- **Problem description**:
Copy out every line of the records where the string "bool" occurs.

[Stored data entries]
________

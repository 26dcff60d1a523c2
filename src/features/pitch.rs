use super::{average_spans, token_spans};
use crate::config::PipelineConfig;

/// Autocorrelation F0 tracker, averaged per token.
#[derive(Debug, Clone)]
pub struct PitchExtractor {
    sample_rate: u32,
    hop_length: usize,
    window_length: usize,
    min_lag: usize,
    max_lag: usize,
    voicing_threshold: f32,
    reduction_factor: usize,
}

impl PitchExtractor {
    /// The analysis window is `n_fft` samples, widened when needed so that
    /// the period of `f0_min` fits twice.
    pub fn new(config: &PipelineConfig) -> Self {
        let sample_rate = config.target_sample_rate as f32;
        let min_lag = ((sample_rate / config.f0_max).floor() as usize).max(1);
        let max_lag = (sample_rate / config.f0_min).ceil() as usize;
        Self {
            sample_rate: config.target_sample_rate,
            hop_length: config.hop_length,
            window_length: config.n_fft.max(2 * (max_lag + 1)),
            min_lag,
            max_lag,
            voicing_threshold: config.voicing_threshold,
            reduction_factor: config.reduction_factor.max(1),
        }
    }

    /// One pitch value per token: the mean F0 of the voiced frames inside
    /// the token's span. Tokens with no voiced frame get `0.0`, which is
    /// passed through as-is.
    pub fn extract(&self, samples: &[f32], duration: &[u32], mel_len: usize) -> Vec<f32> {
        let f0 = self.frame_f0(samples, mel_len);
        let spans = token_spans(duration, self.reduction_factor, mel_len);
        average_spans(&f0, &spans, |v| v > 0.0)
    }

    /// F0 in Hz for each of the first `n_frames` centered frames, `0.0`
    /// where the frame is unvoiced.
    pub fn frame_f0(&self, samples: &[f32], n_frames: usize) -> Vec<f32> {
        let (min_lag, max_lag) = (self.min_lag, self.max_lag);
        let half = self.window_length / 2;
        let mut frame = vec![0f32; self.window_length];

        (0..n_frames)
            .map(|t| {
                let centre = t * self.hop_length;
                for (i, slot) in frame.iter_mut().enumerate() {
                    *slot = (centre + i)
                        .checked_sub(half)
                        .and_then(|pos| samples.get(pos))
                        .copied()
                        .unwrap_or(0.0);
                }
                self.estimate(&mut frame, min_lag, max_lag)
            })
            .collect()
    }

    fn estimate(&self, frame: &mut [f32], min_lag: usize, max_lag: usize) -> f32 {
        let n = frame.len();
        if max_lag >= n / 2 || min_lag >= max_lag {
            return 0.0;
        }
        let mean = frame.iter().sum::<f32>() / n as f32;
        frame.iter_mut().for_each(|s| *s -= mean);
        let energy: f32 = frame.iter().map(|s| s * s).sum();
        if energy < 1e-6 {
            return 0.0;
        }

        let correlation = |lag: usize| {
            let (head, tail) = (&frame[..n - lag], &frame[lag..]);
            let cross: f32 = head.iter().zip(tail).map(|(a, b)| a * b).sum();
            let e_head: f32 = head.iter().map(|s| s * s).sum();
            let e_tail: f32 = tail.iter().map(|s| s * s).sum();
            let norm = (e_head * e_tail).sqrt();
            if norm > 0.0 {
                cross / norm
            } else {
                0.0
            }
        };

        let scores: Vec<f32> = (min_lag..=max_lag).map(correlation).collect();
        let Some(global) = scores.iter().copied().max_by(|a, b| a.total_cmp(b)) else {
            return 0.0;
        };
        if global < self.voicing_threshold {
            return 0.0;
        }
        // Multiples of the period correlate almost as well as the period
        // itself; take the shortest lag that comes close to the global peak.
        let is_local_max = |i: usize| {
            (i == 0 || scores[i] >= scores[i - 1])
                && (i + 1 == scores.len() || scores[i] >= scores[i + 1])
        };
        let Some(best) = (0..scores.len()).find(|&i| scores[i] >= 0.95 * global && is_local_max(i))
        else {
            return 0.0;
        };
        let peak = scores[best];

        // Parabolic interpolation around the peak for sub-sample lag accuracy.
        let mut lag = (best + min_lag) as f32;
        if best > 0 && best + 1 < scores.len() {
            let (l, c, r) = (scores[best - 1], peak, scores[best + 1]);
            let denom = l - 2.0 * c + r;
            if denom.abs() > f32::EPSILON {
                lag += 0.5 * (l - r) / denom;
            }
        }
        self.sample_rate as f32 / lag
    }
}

________

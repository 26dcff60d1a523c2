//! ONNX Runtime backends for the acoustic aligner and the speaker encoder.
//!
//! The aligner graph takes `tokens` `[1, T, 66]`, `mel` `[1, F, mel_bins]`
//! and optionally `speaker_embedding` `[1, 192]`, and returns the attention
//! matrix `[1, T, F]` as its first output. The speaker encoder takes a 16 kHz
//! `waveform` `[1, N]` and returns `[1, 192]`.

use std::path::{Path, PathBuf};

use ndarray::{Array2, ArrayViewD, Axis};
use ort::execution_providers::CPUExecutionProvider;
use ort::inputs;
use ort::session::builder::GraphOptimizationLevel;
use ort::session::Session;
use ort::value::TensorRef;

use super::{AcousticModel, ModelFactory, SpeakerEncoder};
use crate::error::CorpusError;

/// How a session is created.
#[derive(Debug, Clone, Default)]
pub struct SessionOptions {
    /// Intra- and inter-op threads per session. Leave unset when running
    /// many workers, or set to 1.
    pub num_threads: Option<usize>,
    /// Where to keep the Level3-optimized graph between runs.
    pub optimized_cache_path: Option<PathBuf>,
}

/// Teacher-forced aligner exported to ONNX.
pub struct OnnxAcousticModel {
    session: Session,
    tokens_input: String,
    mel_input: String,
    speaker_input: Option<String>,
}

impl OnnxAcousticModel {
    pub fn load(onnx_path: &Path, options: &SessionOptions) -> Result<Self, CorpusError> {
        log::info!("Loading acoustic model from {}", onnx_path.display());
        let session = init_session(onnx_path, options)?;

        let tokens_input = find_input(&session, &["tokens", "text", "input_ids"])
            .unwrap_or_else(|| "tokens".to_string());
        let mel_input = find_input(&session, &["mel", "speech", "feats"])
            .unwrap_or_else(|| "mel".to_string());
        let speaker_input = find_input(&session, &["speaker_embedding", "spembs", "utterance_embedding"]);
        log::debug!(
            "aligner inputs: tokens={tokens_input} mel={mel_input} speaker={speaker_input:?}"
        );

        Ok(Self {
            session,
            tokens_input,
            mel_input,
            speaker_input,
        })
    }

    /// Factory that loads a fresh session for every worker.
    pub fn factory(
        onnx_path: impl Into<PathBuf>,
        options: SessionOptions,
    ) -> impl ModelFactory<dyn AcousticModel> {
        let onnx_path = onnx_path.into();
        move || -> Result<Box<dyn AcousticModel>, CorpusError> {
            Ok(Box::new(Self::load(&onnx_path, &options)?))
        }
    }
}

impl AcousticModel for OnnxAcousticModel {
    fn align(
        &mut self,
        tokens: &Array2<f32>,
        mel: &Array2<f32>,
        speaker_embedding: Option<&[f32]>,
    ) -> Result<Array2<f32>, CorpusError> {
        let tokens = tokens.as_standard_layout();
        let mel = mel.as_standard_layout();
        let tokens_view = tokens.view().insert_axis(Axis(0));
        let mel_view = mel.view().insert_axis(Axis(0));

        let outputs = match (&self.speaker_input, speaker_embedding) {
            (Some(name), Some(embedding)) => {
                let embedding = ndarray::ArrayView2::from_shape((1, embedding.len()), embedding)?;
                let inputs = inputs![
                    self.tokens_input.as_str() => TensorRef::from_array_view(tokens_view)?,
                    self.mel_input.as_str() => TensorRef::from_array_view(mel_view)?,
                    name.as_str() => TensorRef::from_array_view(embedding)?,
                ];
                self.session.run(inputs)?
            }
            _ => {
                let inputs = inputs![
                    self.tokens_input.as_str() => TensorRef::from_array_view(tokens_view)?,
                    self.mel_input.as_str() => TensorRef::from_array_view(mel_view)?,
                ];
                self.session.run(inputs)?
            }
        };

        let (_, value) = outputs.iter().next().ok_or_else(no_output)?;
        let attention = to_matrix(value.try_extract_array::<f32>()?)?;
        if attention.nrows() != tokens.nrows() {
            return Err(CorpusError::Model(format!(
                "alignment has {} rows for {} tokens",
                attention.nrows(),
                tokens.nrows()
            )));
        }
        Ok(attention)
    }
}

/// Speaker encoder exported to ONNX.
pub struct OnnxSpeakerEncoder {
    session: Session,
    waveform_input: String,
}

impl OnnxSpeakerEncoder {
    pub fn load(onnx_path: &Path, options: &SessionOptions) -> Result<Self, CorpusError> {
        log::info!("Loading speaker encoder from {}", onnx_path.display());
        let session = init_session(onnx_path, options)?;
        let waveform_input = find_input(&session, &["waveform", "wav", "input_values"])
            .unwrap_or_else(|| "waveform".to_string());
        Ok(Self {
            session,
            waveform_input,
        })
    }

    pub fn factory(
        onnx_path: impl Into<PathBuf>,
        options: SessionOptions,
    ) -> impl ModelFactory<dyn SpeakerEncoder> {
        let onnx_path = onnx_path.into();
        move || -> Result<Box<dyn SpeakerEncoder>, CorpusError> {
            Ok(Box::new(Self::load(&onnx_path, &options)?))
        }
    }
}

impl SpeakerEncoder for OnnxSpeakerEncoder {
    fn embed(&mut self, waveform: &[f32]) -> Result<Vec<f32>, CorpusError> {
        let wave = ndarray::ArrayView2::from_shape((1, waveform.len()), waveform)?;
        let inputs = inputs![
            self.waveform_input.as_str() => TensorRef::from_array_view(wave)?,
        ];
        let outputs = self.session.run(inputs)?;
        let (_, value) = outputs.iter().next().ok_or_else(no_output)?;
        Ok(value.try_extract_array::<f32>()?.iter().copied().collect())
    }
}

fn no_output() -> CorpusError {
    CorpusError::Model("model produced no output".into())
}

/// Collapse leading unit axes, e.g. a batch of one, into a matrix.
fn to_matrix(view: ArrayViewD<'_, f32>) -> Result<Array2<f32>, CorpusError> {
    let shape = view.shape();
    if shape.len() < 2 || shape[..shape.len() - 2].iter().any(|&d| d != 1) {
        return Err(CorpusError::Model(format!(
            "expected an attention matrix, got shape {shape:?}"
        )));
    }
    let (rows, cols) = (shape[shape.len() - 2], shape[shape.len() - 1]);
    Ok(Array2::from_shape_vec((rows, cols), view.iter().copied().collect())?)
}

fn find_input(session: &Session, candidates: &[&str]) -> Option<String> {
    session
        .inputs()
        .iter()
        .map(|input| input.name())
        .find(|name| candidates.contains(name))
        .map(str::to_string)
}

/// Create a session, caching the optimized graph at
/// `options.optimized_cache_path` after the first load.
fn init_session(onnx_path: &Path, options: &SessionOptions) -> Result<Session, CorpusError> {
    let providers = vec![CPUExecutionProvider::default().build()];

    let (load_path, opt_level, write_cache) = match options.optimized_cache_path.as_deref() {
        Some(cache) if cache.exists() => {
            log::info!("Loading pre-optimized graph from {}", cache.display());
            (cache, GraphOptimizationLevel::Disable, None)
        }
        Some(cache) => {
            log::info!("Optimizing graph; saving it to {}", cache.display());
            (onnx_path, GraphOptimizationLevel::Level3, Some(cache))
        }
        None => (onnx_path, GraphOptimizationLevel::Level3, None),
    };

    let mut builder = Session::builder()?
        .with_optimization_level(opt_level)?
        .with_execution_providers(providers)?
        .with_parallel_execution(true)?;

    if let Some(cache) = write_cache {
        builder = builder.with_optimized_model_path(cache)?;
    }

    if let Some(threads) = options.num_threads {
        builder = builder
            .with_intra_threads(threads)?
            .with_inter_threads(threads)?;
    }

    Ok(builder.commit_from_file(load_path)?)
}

________

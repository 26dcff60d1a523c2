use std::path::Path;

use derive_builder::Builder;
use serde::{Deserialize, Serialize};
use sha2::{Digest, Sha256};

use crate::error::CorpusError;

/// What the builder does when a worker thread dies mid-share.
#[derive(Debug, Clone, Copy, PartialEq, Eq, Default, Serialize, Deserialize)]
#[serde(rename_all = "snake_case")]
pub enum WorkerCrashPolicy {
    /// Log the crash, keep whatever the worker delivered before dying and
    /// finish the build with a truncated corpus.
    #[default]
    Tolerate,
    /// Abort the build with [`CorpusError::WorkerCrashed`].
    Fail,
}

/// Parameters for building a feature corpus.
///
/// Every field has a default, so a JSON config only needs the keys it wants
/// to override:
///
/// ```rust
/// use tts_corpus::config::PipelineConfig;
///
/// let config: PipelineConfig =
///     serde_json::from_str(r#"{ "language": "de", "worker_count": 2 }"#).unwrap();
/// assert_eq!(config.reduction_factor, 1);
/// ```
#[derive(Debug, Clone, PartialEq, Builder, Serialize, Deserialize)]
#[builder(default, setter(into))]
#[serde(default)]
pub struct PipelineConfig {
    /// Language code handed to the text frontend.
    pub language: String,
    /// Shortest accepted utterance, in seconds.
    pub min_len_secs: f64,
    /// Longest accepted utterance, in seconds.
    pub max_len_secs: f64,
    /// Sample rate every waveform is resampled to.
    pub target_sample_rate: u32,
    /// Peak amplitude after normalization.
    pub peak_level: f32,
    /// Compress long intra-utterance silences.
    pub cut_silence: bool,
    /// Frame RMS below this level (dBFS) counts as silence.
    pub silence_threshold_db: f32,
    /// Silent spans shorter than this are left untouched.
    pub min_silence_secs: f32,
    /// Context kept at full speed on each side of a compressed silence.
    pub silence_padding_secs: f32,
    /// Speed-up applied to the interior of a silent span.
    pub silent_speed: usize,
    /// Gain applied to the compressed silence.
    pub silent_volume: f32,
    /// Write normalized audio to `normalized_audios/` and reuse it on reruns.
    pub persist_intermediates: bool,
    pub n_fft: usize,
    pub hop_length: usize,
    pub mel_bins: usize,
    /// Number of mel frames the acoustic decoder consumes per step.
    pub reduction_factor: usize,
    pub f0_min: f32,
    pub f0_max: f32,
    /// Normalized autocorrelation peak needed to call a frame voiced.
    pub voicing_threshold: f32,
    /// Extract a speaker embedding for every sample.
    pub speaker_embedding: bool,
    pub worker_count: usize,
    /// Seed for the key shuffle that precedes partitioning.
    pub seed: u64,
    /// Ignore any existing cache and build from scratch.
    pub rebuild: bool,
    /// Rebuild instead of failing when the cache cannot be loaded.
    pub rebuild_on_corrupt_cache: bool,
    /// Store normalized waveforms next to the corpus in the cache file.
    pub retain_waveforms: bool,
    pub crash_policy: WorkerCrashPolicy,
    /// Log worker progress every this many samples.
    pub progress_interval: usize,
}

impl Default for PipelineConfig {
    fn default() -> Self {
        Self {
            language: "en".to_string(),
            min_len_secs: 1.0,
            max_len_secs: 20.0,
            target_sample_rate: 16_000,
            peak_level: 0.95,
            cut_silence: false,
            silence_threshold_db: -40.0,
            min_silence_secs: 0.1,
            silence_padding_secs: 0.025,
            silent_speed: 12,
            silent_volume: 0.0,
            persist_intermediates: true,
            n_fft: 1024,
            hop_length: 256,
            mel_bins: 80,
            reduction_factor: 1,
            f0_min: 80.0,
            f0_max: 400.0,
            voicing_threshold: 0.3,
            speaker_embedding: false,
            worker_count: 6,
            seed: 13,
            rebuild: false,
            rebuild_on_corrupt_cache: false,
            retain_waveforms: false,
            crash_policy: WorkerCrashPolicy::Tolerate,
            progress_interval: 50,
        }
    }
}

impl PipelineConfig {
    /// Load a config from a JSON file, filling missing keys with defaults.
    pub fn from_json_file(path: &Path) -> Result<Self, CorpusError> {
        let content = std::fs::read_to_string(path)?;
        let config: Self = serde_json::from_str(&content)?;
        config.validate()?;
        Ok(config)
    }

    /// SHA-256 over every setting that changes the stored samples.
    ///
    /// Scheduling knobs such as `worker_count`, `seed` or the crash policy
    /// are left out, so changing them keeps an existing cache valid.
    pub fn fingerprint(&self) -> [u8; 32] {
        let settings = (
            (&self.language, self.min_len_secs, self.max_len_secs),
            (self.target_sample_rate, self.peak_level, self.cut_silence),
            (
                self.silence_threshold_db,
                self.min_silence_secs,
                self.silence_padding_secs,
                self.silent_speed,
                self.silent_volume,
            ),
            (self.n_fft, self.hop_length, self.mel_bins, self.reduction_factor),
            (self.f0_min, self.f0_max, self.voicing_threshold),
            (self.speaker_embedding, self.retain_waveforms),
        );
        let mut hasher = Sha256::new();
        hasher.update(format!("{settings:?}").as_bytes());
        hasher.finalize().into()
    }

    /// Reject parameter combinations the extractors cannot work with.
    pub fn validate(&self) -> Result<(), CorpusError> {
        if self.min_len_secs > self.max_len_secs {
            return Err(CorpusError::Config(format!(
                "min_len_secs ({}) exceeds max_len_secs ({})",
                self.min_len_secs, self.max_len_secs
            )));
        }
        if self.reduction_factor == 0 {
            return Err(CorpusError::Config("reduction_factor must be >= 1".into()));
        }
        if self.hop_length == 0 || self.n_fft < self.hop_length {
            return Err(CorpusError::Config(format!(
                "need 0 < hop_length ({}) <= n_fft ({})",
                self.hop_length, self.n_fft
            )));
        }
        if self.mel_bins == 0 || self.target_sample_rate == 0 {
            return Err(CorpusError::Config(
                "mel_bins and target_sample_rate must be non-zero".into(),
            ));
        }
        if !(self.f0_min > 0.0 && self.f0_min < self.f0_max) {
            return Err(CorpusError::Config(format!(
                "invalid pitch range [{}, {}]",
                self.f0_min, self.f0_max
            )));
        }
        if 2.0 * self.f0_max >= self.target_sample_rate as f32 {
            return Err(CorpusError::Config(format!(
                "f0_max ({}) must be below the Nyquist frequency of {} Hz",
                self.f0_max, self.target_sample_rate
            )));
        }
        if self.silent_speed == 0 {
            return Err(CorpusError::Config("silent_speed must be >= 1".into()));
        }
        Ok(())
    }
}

________

- **Response area**:
    pub cut_silence: bool,
    pub persist_intermediates: bool,
    pub speaker_embedding: bool,
    pub rebuild: bool,
    pub rebuild_on_corrupt_cache: bool,
    pub retain_waveforms: bool,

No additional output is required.